The child and the adult, they both have time. But the way they treat it is different. The child, she plays with it like a toy. She doesn’t care about time. She wants what she wants now. She doesn’t understand why she has to wait. But the adult, he knows the value of time. He knows that it’s precious, that it can’t be wasted. Which is why he plans and organizes, always thinking about what he can do next—but ironically, he wastes just as much, if not more time than the child through this constant thinking, planning, and organizing.
The child lives in the present. She doesn’t think about the future or the past. She’s happy just to be here, right now. But the adult, he’s always thinking about what’s coming next. He’s always looking ahead, trying to be ready for whatever may come his way, and even many things that never will come his way.
The child doesn’t feel responsible for her time. She doesn’t worry about deadlines or schedules. She’s free to do as she pleases. But the adult, he knows that he has to be responsible with his time. He has to manage it carefully, so that he can accomplish all the things he needs to do. Which is why he’s barely ever truly in the present moment.

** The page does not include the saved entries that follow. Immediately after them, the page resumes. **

//! Output path resolution for tool steps.

use std::path::{Path, PathBuf};

use crate::error::TemplateError;
use crate::module::StepDeclaration;
use crate::template::{expand_pwd, render, RenderContext};

/// Where a step's output goes.
#[derive(Debug, Clone, PartialEq)]
pub struct OutputPaths {
    /// `<project>/<module_id>/<step>.txt`, always written
    pub auto: PathBuf,
    /// Explicit `output.path` or `filename` target
    pub primary: Option<PathBuf>,
    /// Copy of an out-of-project primary target inside the project
    pub mirror: Option<PathBuf>,
}

impl OutputPaths {
    /// Directory holding the per-step artifacts.
    pub fn artifact_dir(&self) -> &Path {
        self.auto.parent().unwrap_or_else(|| Path::new("."))
    }

    /// Path exposed to later steps as `<step>.output`.
    pub fn context_output(&self) -> &Path {
        self.primary.as_deref().unwrap_or(&self.auto)
    }
}

/// Resolves the output targets of `step`, in precedence order
/// `output.path`, then `output.filename`/`filename`.
pub fn resolve_output_paths(
    step: &StepDeclaration,
    context: &RenderContext,
    project_path: &Path,
    module_id: &str,
) -> Result<OutputPaths, TemplateError> {
    let auto = project_path
        .join(module_id)
        .join(format!("{}.txt", step.name));

    let explicit_path = step.output.as_ref().and_then(|o| o.path.as_deref());
    let explicit_name = step
        .output
        .as_ref()
        .and_then(|o| o.filename.as_deref())
        .or(step.filename.as_deref());

    let (primary, mirror) = if let Some(raw) = explicit_path {
        let path = render_path(raw, context, project_path)?;
        let mirror = if path.starts_with(project_path) {
            None
        } else {
            path.file_name().map(|name| project_path.join(name))
        };
        (Some(path), mirror)
    } else if let Some(raw) = explicit_name {
        (Some(render_path(raw, context, project_path)?), None)
    } else {
        (None, None)
    };

    Ok(OutputPaths {
        auto,
        primary,
        mirror,
    })
}

fn render_path(raw: &str, context: &RenderContext, project_path: &Path) -> Result<PathBuf, TemplateError> {
    let rendered = render(raw, context)?;
    let expanded = expand_pwd(rendered.trim(), project_path);
    let unquoted = expanded.trim_matches(|c| c == '"' || c == '\'');

    let path = PathBuf::from(unquoted);
    if path.is_absolute() {
        Ok(path)
    } else {
        Ok(project_path.join(path))
    }
}

#[cfg(test)]
mod tests {
    use super::*;
    use crate::module::OutputTarget;
    use serde_json::json;

    fn context() -> RenderContext {
        let mut ctx = RenderContext::new();
        ctx.insert("target".into(), json!("example.com"));
        ctx
    }

    #[test]
    fn test_auto_path_only() {
        let step = StepDeclaration::tool("enum", "subfinder", "");
        let paths = resolve_output_paths(&step, &context(), Path::new("/p"), "subs").unwrap();
        assert_eq!(paths.auto, PathBuf::from("/p/subs/enum.txt"));
        assert_eq!(paths.primary, None);
        assert_eq!(paths.context_output(), Path::new("/p/subs/enum.txt"));
        assert_eq!(paths.artifact_dir(), Path::new("/p/subs"));
    }

    #[test]
    fn test_output_path_outside_project_is_mirrored() {
        let mut step = StepDeclaration::tool("ports", "naabu", "");
        step.output = Some(OutputTarget {
            path: Some("'/tmp/{{target}}-ports.txt'".into()),
            filename: None,
        });

        let paths = resolve_output_paths(&step, &context(), Path::new("/p"), "m").unwrap();
        assert_eq!(paths.primary, Some(PathBuf::from("/tmp/example.com-ports.txt")));
        assert_eq!(paths.mirror, Some(PathBuf::from("/p/example.com-ports.txt")));
    }

    #[test]
    fn test_output_path_inside_project() {
        let mut step = StepDeclaration::tool("ports", "naabu", "");
        step.output = Some(OutputTarget {
            path: Some("$(pwd)/scans/ports.txt".into()),
            filename: Some("ignored.txt".into()),
        });

        let paths = resolve_output_paths(&step, &context(), Path::new("/p"), "m").unwrap();
        assert_eq!(paths.primary, Some(PathBuf::from("/p/scans/ports.txt")));
        assert_eq!(paths.mirror, None);
    }

    #[test]
    fn test_filename_under_project() {
        let mut step = StepDeclaration::tool("probe", "httpx", "");
        step.filename = Some("{{target}}-live.txt".into());

        let paths = resolve_output_paths(&step, &context(), Path::new("/p"), "m").unwrap();
        assert_eq!(paths.primary, Some(PathBuf::from("/p/example.com-live.txt")));
        assert_eq!(paths.context_output(), Path::new("/p/example.com-live.txt"));
    }

    #[test]
    fn test_undefined_variable_in_path() {
        let mut step = StepDeclaration::tool("probe", "httpx", "");
        step.filename = Some("{{nope}}.txt".into());
        assert!(resolve_output_paths(&step, &context(), Path::new("/p"), "m").is_err());
    }
}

In the end, the child and the adult, they both have time. But the child enjoys it while the adult manages it. And yet, sometimes the adult wishes he could be more like the child. He wishes he could play and be carefree, without a worry in the world. But he knows that he can’t. He has to be responsible, and he has to use his time wisely. But the older he gets, the more he realizes that there’s more wisdom in the child’s way than his own.